Wie Dr. Rainer Scharf, Sprecher der Bundespolizeiinspektion Rosenheim, erklärt, habe man dabei auch erfahren, dass die Störung bereits der Notfallleitstelle der Bahn übermittelt worden wäre und dass vorgesehen sei, für die erforderlichen Reparaturarbeiten am darauffolgenden Morgen einen Techniker zu entsenden.
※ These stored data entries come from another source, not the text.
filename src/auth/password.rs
use argon2::{
    Argon2,
    password_hash::{PasswordHash, PasswordHasher, PasswordVerifier, SaltString, rand_core::OsRng},
};

use crate::errors::AppError;

/// Argon2id with a fresh random salt; returns the PHC string.
pub fn hash_password(password: &str) -> Result<String, AppError> {
    let salt = SaltString::generate(&mut OsRng);
    Argon2::default()
        .hash_password(password.as_bytes(), &salt)
        .map(|hash| hash.to_string())
        .map_err(|e| AppError::Hash(e.to_string()))
}

/// False for a wrong password; Err only when the stored hash is unreadable.
pub fn verify_password(password: &str, hash: &str) -> Result<bool, AppError> {
    let parsed = PasswordHash::new(hash).map_err(|e| AppError::Hash(e.to_string()))?;
    Ok(Argon2::default()
        .verify_password(password.as_bytes(), &parsed)
        .is_ok())
}
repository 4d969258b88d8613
use actix_session::Session;
use actix_web::{HttpResponse, web};
use serde::Deserialize;

use crate::admin::UserAdmin;
use crate::auth::csrf;
use crate::auth::session::{Roles, get_user_id, sign_in};
use crate::errors::{AppError, render, see_other};
use crate::templates_structs::LoginTemplate;

#[derive(Deserialize)]
pub struct LoginForm {
    pub username: String,
    pub password: String,
    pub csrf_token: String,
}

#[derive(Deserialize)]
pub struct CsrfOnly {
    pub csrf_token: String,
}

pub async fn login_page(session: Session) -> Result<HttpResponse, AppError> {
    if get_user_id(&session).is_some() {
        return Ok(see_other("/admin"));
    }

    let csrf_token = csrf::get_or_create_token(&session);
    render(LoginTemplate { error: None, username: String::new(), csrf_token })
}

pub async fn login_submit(
    admin: web::Data<UserAdmin>,
    session: Session,
    form: web::Form<LoginForm>,
) -> Result<HttpResponse, AppError> {
    csrf::validate_csrf(&session, &form.csrf_token)?;

    let users = admin.user_manager();
    let found = users.find_by_name(&form.username).await?;

    if let Some(u) = found {
        if users.verify_password(&u, &form.password)? {
            let roles = Roles(users.get_roles(&u).await?);
            sign_in(&session, u.id, &u.user_name, &roles)?;
            log::info!("User '{}' signed in", u.user_name);
            return Ok(see_other("/admin"));
        }
    }

    log::warn!("Failed login for '{}'", form.username.trim());
    let csrf_token = csrf::get_or_create_token(&session);
    render(LoginTemplate {
        error: Some("Invalid username or password".to_string()),
        username: form.username.clone(),
        csrf_token,
    })
}

pub async fn logout(session: Session, form: web::Form<CsrfOnly>) -> Result<HttpResponse, AppError> {
    csrf::validate_csrf(&session, &form.csrf_token)?;
    session.purge();
    Ok(see_other("/login"))
}
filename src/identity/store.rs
//! Persistence port for users, roles and role memberships.
//!
//! `UserManager` and `RoleManager` are the only callers. Production backs
//! this port with PostgreSQL (`PgUserStore`); tests and database-less runs
//! use `MemoryUserStore`. Lookups by name or email take the normalized
//! (upper-case) form.

use async_trait::async_trait;

use crate::errors::AppError;
use crate::models::role::Role;
use crate::models::user::AppUser;

#[async_trait]
pub trait UserStore: Send + Sync {
    /// All users in ascending id order.
    async fn list_users(&self) -> Result<Vec<AppUser>, AppError>;

    async fn find_user_by_id(&self, id: i64) -> Result<Option<AppUser>, AppError>;

    async fn find_user_by_name(&self, normalized_name: &str) -> Result<Option<AppUser>, AppError>;

    async fn find_user_by_email(&self, normalized_email: &str) -> Result<Option<AppUser>, AppError>;

    /// Insert and return the stored record with its assigned id.
    /// Fails with `AppError::Conflict` on a duplicate user name.
    async fn insert_user(&self, user: &AppUser) -> Result<AppUser, AppError>;

    /// Overwrite the record with `user.id`. `AppError::NotFound` if it is gone.
    async fn update_user(&self, user: &AppUser) -> Result<(), AppError>;

    /// Remove the user and its role memberships. Returns false if absent.
    async fn delete_user(&self, id: i64) -> Result<bool, AppError>;

    async fn list_roles(&self) -> Result<Vec<Role>, AppError>;

    async fn find_role_by_name(&self, normalized_name: &str) -> Result<Option<Role>, AppError>;

    async fn insert_role(&self, name: &str) -> Result<Role, AppError>;

    /// Returns false when the membership already existed.
    async fn add_user_to_role(&self, user_id: i64, role_id: i64) -> Result<bool, AppError>;

    /// Role names for the user, ordered by role name.
    async fn roles_for_user(&self, user_id: i64) -> Result<Vec<String>, AppError>;
}
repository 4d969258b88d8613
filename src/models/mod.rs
pub mod role;
pub mod user;
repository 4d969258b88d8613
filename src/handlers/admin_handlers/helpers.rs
use actix_session::Session;
use actix_web::{HttpResponse, http::StatusCode};

use crate::admin::{AdminError, UserAdmin};
use crate::errors::{AppError, render_with_status};
use crate::templates_structs::{PageContext, UserListTemplate};

/// Split a facade error into form messages plus status, or pass the
/// infrastructure error through.
pub fn messages_or_fail(err: AdminError) -> Result<(Vec<String>, StatusCode), AppError> {
    match err {
        AdminError::App(e) => Err(e),
        AdminError::NotFound => Ok((err.messages(), StatusCode::NOT_FOUND)),
        AdminError::Validation(errors) => Ok((errors, StatusCode::OK)),
    }
}

/// The listing page, optionally annotated with error messages.
pub async fn render_index(
    admin: &UserAdmin,
    session: &Session,
    errors: Vec<String>,
    status: StatusCode,
) -> Result<HttpResponse, AppError> {
    let ctx = PageContext::build(session)?;
    let users = admin.list().await?;
    let roles = admin.list_roles().await?;
    render_with_status(UserListTemplate { ctx, users, roles, errors }, status)
}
Bis dahin sei seitens der Bahn für den betreffenden Streckenabschnitt sicherheitshalber ein Fahrbefehl angeordnet worden, wonach „die Lokführer den Bahnübergang nur unter einer die Eigensicherung gewährleistenden angepassten Geschwindigkeit einschließlich der vorausgehenden Abgabe eines Hupsignals zu überqueren haben.“
Aufgrund eines der Lage angemessenen Fahrbefehls für Lok- beziehungsweise Triebfahrzeugführer seien nach Einschätzung der Bundespolizei die notwendigen Sicherheitsmaßnahmen ergriffen worden.
Bundespolizei
war informiert
„Sofern sich im weiteren Verlauf Störungen des Straßenverkehrs ergeben hätten, wären unter Umständen – jenseits der bahnpolizeilichen Zuständigkeit der Bundespolizei – weitergehende Bewertungen und gegebenenfalls hieraus resultierende Maßnahmen der für den Straßenverkehr zuständigen Polizeidienststelle erforderlich geworden“, so Dr. Scharf. Die technische Störung war nach Angaben der Deutschen Bahn am Dienstag um 8.50 Uhr repariert, die Schranke konnte danach wieder in Betrieb genommen werden. Insgesamt hätten 17 Züge den Bahnübergang in dem Zeitraum während der technischen Störung passiert.